Config language

An important part of the eo-grow framework are configuration parameters which are kept separate from the code in a form of JSON files. In addition to the normal JSON syntax the framework implements a set of language rules defining how configuration parameters should be constructed and joined together.

Language rule	Signature	Description	When is evaluated	Use cases
Config joins	A dictionary key that starts with `` and points to a file path of another config, e.g. `{ ..., "any_name": "path/to/another/config.json", ...}`.	Evaluation replaces the key with keys and values from the referenced config file. The replacement happens recursively. In case of clashes, parameters that already exist in a config have priority. The reason behind `` notation is to be similar to `kwargs` in Python.	When config is read from a file.	For referencing config files with parameters that are shared between pipelines. This rule aims to reduce config and parameter duplication.
Path to the config file	A dictionary value containing `${config_path}`, e.g. `"${config_path}/path/to/a/file"`.	The signature is a replaced with a path to the current config file.

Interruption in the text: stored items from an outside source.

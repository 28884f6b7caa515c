use std::collections::{HashMap, VecDeque};

use tokio::sync::mpsc::UnboundedSender;

use crate::broker::delivery::Delivery;
use crate::broker::message::QueueMessage;

pub type ConsumerId = String;

/// A message sitting in a queue, waiting for a consumer.
///
/// `seq` is the durable-store sequence backing the message (for a
/// non-durable queue it is an in-memory counter). `redelivered` is set once
/// the message has been handed to a consumer and come back unsettled.
#[derive(Debug, Clone)]
pub struct PendingMessage {
    pub seq: u64,
    pub message: QueueMessage,
    pub redelivered: bool,
}

/// Bookkeeping for a delivery that has been handed out but not yet settled.
/// Keyed by delivery tag in [`Queue::unacked`].
#[derive(Debug, Clone)]
pub struct OutstandingDelivery {
    pub consumer: ConsumerId,
    pub pending: PendingMessage,
}

/// State of one named queue inside the broker.
///
/// Ready messages wait in publish order; consumers are served round-robin;
/// each delivery gets a queue-scoped tag that stays in `unacked` until the
/// consumer settles it. A delivery tag is never reused within a queue, so a
/// late ack for an already-settled tag is detectable.
#[derive(Debug)]
pub struct Queue {
    pub name: String,
    pub durable: bool,
    pub ready: VecDeque<PendingMessage>,
    pub consumers: Vec<(ConsumerId, UnboundedSender<Delivery>)>,
    pub unacked: HashMap<u64, OutstandingDelivery>,
    tag_counter: u64,
    rr_cursor: usize,
}

impl Queue {
    pub fn new(name: &str, durable: bool) -> Self {
        Self {
            name: name.to_string(),
            durable,
            ready: VecDeque::new(),
            consumers: Vec::new(),
            unacked: HashMap::new(),
            tag_counter: 0,
            rr_cursor: 0,
        }
    }

    /// Allocates the next delivery tag for this queue. Tags are never reused
    /// within a queue.
    pub fn next_tag(&mut self) -> u64 {
        self.tag_counter += 1;
        self.tag_counter
    }

    pub fn add_consumer(&mut self, id: ConsumerId, sender: UnboundedSender<Delivery>) {
        self.consumers.push((id, sender));
    }

    /// Removes a consumer and returns its unsettled deliveries, flagged as
    /// redelivered, so the caller can put them back at the front of the
    /// queue.
    pub fn remove_consumer(&mut self, id: &ConsumerId) -> Vec<PendingMessage> {
        self.consumers.retain(|(consumer_id, _)| consumer_id != id);

        let orphaned_tags: Vec<u64> = self
            .unacked
            .iter()
            .filter(|(_, outstanding)| &outstanding.consumer == id)
            .map(|(tag, _)| *tag)
            .collect();

        let mut requeued = Vec::new();
        for tag in orphaned_tags {
            if let Some(outstanding) = self.unacked.remove(&tag) {
                let mut pending = outstanding.pending;
                pending.redelivered = true;
                requeued.push(pending);
            }
        }
        requeued
    }

    /// Picks the next consumer round-robin. Consumers whose delivery channel
    /// has closed are not candidates; the engine prunes them on failed sends.
    pub fn next_consumer(&mut self) -> Option<(ConsumerId, UnboundedSender<Delivery>)> {
        if self.consumers.is_empty() {
            return None;
        }
        let index = self.rr_cursor % self.consumers.len();
        self.rr_cursor = self.rr_cursor.wrapping_add(1);
        self.consumers
            .get(index)
            .map(|(id, sender)| (id.clone(), sender.clone()))
    }
}
//! The `utils` module provides a collection of utility functions and common
//! definitions used across the `relayq` application.
//!
//! It centralizes the crate's error taxonomy and the logging initialization
//! helper, to promote code consistency and reduce duplication.

pub mod error;
pub mod logging;
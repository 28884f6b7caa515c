//! The `gateway` module exposes the entry points a front-facing HTTP layer
//! would call.
//!
//! It owns the wired-up router and invoice workflow; construction happens
//! explicitly once at process start, collaborators passed in as arguments.

use serde_json::Value;

use crate::invoice::workflow::{InvoiceReceipt, InvoiceWorkflow};
use crate::rpc::router::{RouteCall, RpcRouter};
use crate::utils::error::{PublishError, TransportError};

/// Logical backend names the greeting fans out to, in declared order.
pub const SERVICE_A: &str = "service-a";
pub const SERVICE_B: &str = "service-b";

pub struct Gateway {
    router: RpcRouter,
    workflow: InvoiceWorkflow,
}

impl Gateway {
    pub fn new(router: RpcRouter, workflow: InvoiceWorkflow) -> Self {
        Self { router, workflow }
    }

    /// Fans the greeting out to both hello backends and joins their replies
    /// in declared order, regardless of which backend answers first.
    pub async fn hello(&self) -> Result<String, TransportError> {
        let calls = [
            RouteCall::new(SERVICE_A, "helloA", Value::String(String::new())),
            RouteCall::new(SERVICE_B, "helloB", Value::String(String::new())),
        ];
        let replies = self.router.dispatch(&calls).await?;
        let parts: Vec<&str> = replies
            .iter()
            .map(|value| value.as_str().unwrap_or_default())
            .collect();
        Ok(parts.join(" <br/> "))
    }

    /// Generates and publishes an invoice for `client_id`. Returns as soon
    /// as the message is queued, independent of eventual processing.
    pub fn generate_invoice(&self, client_id: &str) -> Result<InvoiceReceipt, PublishError> {
        self.workflow.generate_invoice(client_id)
    }
}
use serde::{Deserialize, Serialize};
use serde_json::Value;

/// Wire envelope for a single RPC command.
///
/// `pattern` selects the handler on the backend by string equality; `id`
/// correlates the reply with the call that produced it, so a reply arriving
/// after the caller gave up can be recognized and discarded.
#[derive(Debug, Clone, Serialize, Deserialize)]
pub struct CommandEnvelope {
    pub id: String,
    pub pattern: String,
    pub payload: Value,
}

/// Wire envelope for the reply to a command. Exactly one of `value` and
/// `error` is set.
#[derive(Debug, Clone, Serialize, Deserialize)]
pub struct Reply {
    pub id: String,
    #[serde(default, skip_serializing_if = "Option::is_none")]
    pub value: Option<Value>,
    #[serde(default, skip_serializing_if = "Option::is_none")]
    pub error: Option<String>,
}

impl Reply {
    pub fn ok(id: &str, value: Value) -> Self {
        Self {
            id: id.to_string(),
            value: Some(value),
            error: None,
        }
    }

    pub fn err(id: &str, reason: impl Into<String>) -> Self {
        Self {
            id: id.to_string(),
            value: None,
            error: Some(reason.into()),
        }
    }
}
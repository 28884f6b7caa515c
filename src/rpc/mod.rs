//! The `rpc` module routes logical commands to named backends.
//!
//! The router holds a static map from backend name to a live
//! [`TransportClient`](crate::transport::TransportClient), fans a dispatch
//! out to every named backend concurrently, and joins the replies in the
//! order the request declared them, so output is deterministic regardless of
//! backend latency.

pub mod router;

pub use router::{RouteCall, RpcRouter};
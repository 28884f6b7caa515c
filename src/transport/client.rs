use std::time::Duration;

use futures_util::{SinkExt, StreamExt};
use serde_json::Value;
use tokio_tungstenite::connect_async;
use tungstenite::protocol::Message as WsMessage;
use uuid::Uuid;

use crate::transport::message::{CommandEnvelope, Reply};
use crate::utils::error::TransportError;

/// Point-to-point RPC client for one named backend endpoint.
///
/// Each call opens a fresh connection, sends one command envelope and
/// resolves exactly one reply. Timing out abandons the call and drops the
/// socket, so a late reply has nowhere to land; the id check additionally
/// rejects a reply that correlates to some other call.
#[derive(Debug, Clone)]
pub struct TransportClient {
    addr: String,
    timeout: Duration,
}

impl TransportClient {
    pub fn new(addr: impl Into<String>, timeout: Duration) -> Self {
        Self {
            addr: addr.into(),
            timeout,
        }
    }

    pub fn addr(&self) -> &str {
        &self.addr
    }

    /// Sends `pattern` with `payload` and awaits the reply.
    ///
    /// Never hangs past the configured timeout. Connection refusal, timeout
    /// and malformed replies come back as distinct error kinds; none are
    /// retried here.
    pub async fn call(&self, pattern: &str, payload: Value) -> Result<Value, TransportError> {
        match tokio::time::timeout(self.timeout, self.call_inner(pattern, payload)).await {
            Ok(result) => result,
            Err(_) => Err(TransportError::Timeout {
                addr: self.addr.clone(),
                timeout_ms: self.timeout.as_millis() as u64,
            }),
        }
    }

    async fn call_inner(&self, pattern: &str, payload: Value) -> Result<Value, TransportError> {
        let url = format!("ws://{}", self.addr);
        let (mut ws, _) = connect_async(url.as_str())
            .await
            .map_err(|e| TransportError::Connection {
                addr: self.addr.clone(),
                source: e,
            })?;

        let envelope = CommandEnvelope {
            id: Uuid::new_v4().to_string(),
            pattern: pattern.to_string(),
            payload,
        };
        let text = serde_json::to_string(&envelope).map_err(|e| TransportError::Encode {
            pattern: pattern.to_string(),
            source: e,
        })?;
        ws.send(WsMessage::text(text))
            .await
            .map_err(|e| TransportError::Connection {
                addr: self.addr.clone(),
                source: e,
            })?;

        while let Some(frame) = ws.next().await {
            let frame = frame.map_err(|e| TransportError::Connection {
                addr: self.addr.clone(),
                source: e,
            })?;
            match frame {
                WsMessage::Text(text) => {
                    let reply: Reply = serde_json::from_str(text.as_str()).map_err(|e| {
                        TransportError::MalformedReply {
                            addr: self.addr.clone(),
                            detail: e.to_string(),
                        }
                    })?;
                    if reply.id != envelope.id {
                        return Err(TransportError::MalformedReply {
                            addr: self.addr.clone(),
                            detail: format!(
                                "reply id {} does not match call id {}",
                                reply.id, envelope.id
                            ),
                        });
                    }
                    return match (reply.value, reply.error) {
                        (Some(value), None) => Ok(value),
                        (None, Some(reason)) => Err(TransportError::Rejected {
                            addr: self.addr.clone(),
                            pattern: pattern.to_string(),
                            reason,
                        }),
                        _ => Err(TransportError::MalformedReply {
                            addr: self.addr.clone(),
                            detail: "reply carries neither value nor error".to_string(),
                        }),
                    };
                }
                WsMessage::Ping(_) | WsMessage::Pong(_) => continue,
                WsMessage::Close(_) => break,
                _ => {
                    return Err(TransportError::MalformedReply {
                        addr: self.addr.clone(),
                        detail: "unexpected non-text frame".to_string(),
                    });
                }
            }
        }

        // Zero replies before the peer hung up is a protocol violation.
        Err(TransportError::ConnectionClosed {
            addr: self.addr.clone(),
        })
    }
}
use chrono::Utc;
use serde::Serialize;
use tracing::debug;

use crate::broker::engine::BrokerChannel;
use crate::broker::message::QueueMessage;
use crate::utils::error::PublishError;

/// Broker confirmation of a publish, for callers opting into the stronger
/// contract. Carries the sequence the broker assigned to the message.
#[derive(Debug, Clone, Copy, PartialEq, Eq)]
pub struct PublishConfirm {
    pub sequence: u64,
}

/// Producer side of the work queue.
///
/// Publishing is fire-and-forget: once the broker has queued (and, for a
/// durable queue, stored) the message, the producer is done. It never learns
/// whether a consumer processed the message, by design.
#[derive(Debug, Clone)]
pub struct QueueProducer {
    channel: BrokerChannel,
}

impl QueueProducer {
    pub fn new(channel: BrokerChannel) -> Self {
        Self { channel }
    }

    /// Serializes `record` and publishes it to `queue` under `routing_key`.
    ///
    /// An error here means the message was never queued and the caller
    /// should treat the operation that produced the record as failed.
    pub fn publish<T: Serialize>(
        &self,
        queue: &str,
        routing_key: &str,
        record: &T,
    ) -> Result<(), PublishError> {
        self.publish_confirmed(queue, routing_key, record)?;
        Ok(())
    }

    /// Like [`QueueProducer::publish`], but returns the broker's confirm so
    /// the caller can correlate the message later.
    pub fn publish_confirmed<T: Serialize>(
        &self,
        queue: &str,
        routing_key: &str,
        record: &T,
    ) -> Result<PublishConfirm, PublishError> {
        let payload = serde_json::to_string(record)?;
        let message = QueueMessage {
            queue: queue.to_string(),
            routing_key: routing_key.to_string(),
            payload,
            published_at: Utc::now().timestamp_millis(),
        };
        let sequence = self.channel.publish(message)?;
        debug!(queue, routing_key, sequence, "record published");
        Ok(PublishConfirm { sequence })
    }
}
use std::collections::HashMap;
use std::future::Future;
use std::pin::Pin;
use std::sync::Arc;

use futures_util::{SinkExt, StreamExt};
use serde_json::Value;
use tokio::net::TcpListener;
use tokio_tungstenite::accept_async;
use tracing::{error, info, warn};
use tungstenite::protocol::Message as WsMessage;

use crate::transport::message::{CommandEnvelope, Reply};

type HandlerFuture = Pin<Box<dyn Future<Output = Result<Value, String>> + Send>>;
type Handler = Arc<dyn Fn(Value) -> HandlerFuture + Send + Sync>;

/// A backend endpoint answering pattern-matched commands.
///
/// Handlers are registered once at startup into a plain map; dispatch is a
/// direct lookup on the envelope's pattern string, no reflection. A command
/// always gets exactly one reply: an unknown pattern or a handler failure is
/// answered with an error reply rather than silence.
#[derive(Default)]
pub struct RpcServer {
    handlers: HashMap<String, Handler>,
}

impl RpcServer {
    pub fn new() -> Self {
        Self::default()
    }

    /// Registers `handler` for `pattern`, replacing any previous handler for
    /// the same pattern.
    pub fn register<F, Fut>(&mut self, pattern: &str, handler: F)
    where
        F: Fn(Value) -> Fut + Send + Sync + 'static,
        Fut: Future<Output = Result<Value, String>> + Send + 'static,
    {
        self.handlers.insert(
            pattern.to_string(),
            Arc::new(move |payload| {
                let fut: HandlerFuture = Box::pin(handler(payload));
                fut
            }),
        );
    }

    /// Accepts connections on `addr` and serves commands until the listener
    /// fails.
    pub async fn serve(self, addr: &str) -> std::io::Result<()> {
        let listener = TcpListener::bind(addr).await?;
        info!(addr, "rpc backend listening");
        let handlers = Arc::new(self.handlers);

        loop {
            let (stream, peer) = listener.accept().await?;
            let handlers = handlers.clone();

            tokio::spawn(async move {
                let ws_stream = match accept_async(stream).await {
                    Ok(ws) => ws,
                    Err(e) => {
                        warn!(%peer, error = %e, "websocket handshake failed");
                        return;
                    }
                };
                let (mut ws_sender, mut ws_receiver) = ws_stream.split();

                while let Some(Ok(msg)) = ws_receiver.next().await {
                    let WsMessage::Text(text) = msg else {
                        continue;
                    };
                    let envelope = match serde_json::from_str::<CommandEnvelope>(text.as_str()) {
                        Ok(envelope) => envelope,
                        Err(e) => {
                            warn!(%peer, error = %e, "invalid command envelope");
                            continue;
                        }
                    };

                    let reply = match handlers.get(&envelope.pattern) {
                        Some(handler) => match handler(envelope.payload.clone()).await {
                            Ok(value) => Reply::ok(&envelope.id, value),
                            Err(reason) => Reply::err(&envelope.id, reason),
                        },
                        None => Reply::err(
                            &envelope.id,
                            format!("no handler for pattern \"{}\"", envelope.pattern),
                        ),
                    };

                    let text = match serde_json::to_string(&reply) {
                        Ok(json) => json,
                        Err(e) => {
                            error!(%peer, error = %e, "failed to serialize reply");
                            continue;
                        }
                    };
                    if let Err(e) = ws_sender.send(WsMessage::text(text)).await {
                        warn!(%peer, error = %e, "failed to send reply");
                        break;
                    }
                }
            });
        }
    }
}
use crate::broker::engine::BrokerChannel;
use crate::broker::message::QueueMessage;
use crate::utils::error::AckError;

/// One delivery attempt of a queue message, handed to a consumer.
///
/// Carries everything needed to settle the attempt: the channel reference
/// back to the broker, the broker-assigned delivery tag, and the redelivered
/// flag telling the consumer this exact message may have been seen before.
/// The broker keeps the message outstanding until [`Delivery::ack`] or
/// [`Delivery::nack`] is called with this tag.
#[derive(Debug, Clone)]
pub struct Delivery {
    pub queue: String,
    pub delivery_tag: u64,
    pub redelivered: bool,
    pub message: QueueMessage,
    pub(crate) channel: BrokerChannel,
}

impl Delivery {
    /// Acknowledges this delivery: terminal success. The broker drops the
    /// message from its durable store and forgets the tag.
    pub fn ack(&self) -> Result<(), AckError> {
        self.channel.ack(&self.queue, self.delivery_tag)
    }

    /// Negatively acknowledges this delivery. With `requeue` the message
    /// goes back to the front of the queue, flagged as redelivered;
    /// without, it is moved to the queue's dead-letter companion.
    pub fn nack(&self, requeue: bool) -> Result<(), AckError> {
        self.channel.nack(&self.queue, self.delivery_tag, requeue)
    }
}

The path is relative to a filesystem and doesn’t end with `/`.	When config is read from a file.	Can be used to reference another config file with a path that is relative to the current config location.
Reference a variable	A dictionary value containing `${var:my_variable}` and a subdictionary containing in form of `"variables": {"my_variable": "my_value", ...}`	The signature is replaced with values written in `variables` subdictionary and the subdictionary is removed in the process.	At a pipeline initialization phase.	This aims to reduce the number of duplicated or correlated config parameters and simplifies config parametrization.
Comments	`// A comment at the end of a line` or `/* A multi-line comment */`	The comments are ignored and removed when config is loaded.	When config is read from a file.	To explain why a parameter is set to a certain value.

According to these rules there are 2 stages when rules are applied:

when config is read from a file,
- This step is skipped in case configuration parameters are passed to a pipeline object as a dictionary in Python.
at a pipeline initialization phase,
- In case configuration is passed to a remote instance this happens on the remote instance.

Additional notes:

Dictionary keys must always be strings.
Config language interpretation supports any nested combination of dictionaries and lists.
Names of variables can only contain letters, numbers and _. Don’t use -, . or any other characters.
So far, config language is not completely OS-agnostic and it might not support Windows file paths.

Pipeline chains

A typical configuration is a dictionary with pipeline parameters. However, it can also be a list of pipeline-execution dictionaries that specify:

pipeline_config: a configuration for a single pipeline,
pipeline_resources (optional): a dictionary that is passed to ray.remote to configure which resources the main pipeline process will request from the cluster (see here for options). The pipeline requests 1 CPU by default (and nothing else).

The order of dictionaries defines the consecutive order in which pipelines will be run. Example:

[
  {
    "pipeline_config": {
      "pipeline": "FirstPipeline",
      "param1": "value1",
      ...
    },
  },
  {
    "pipeline_config": {
      "pipeline": "SecondPipeline",
      "param2": "value2",
      ...
    },
    "pipeline_resources": {"num_cpus": 2}
  },
  ...
]

There is currently no functionality to merge multiple pipeline chains, except by manually concatenating their contents into a single file.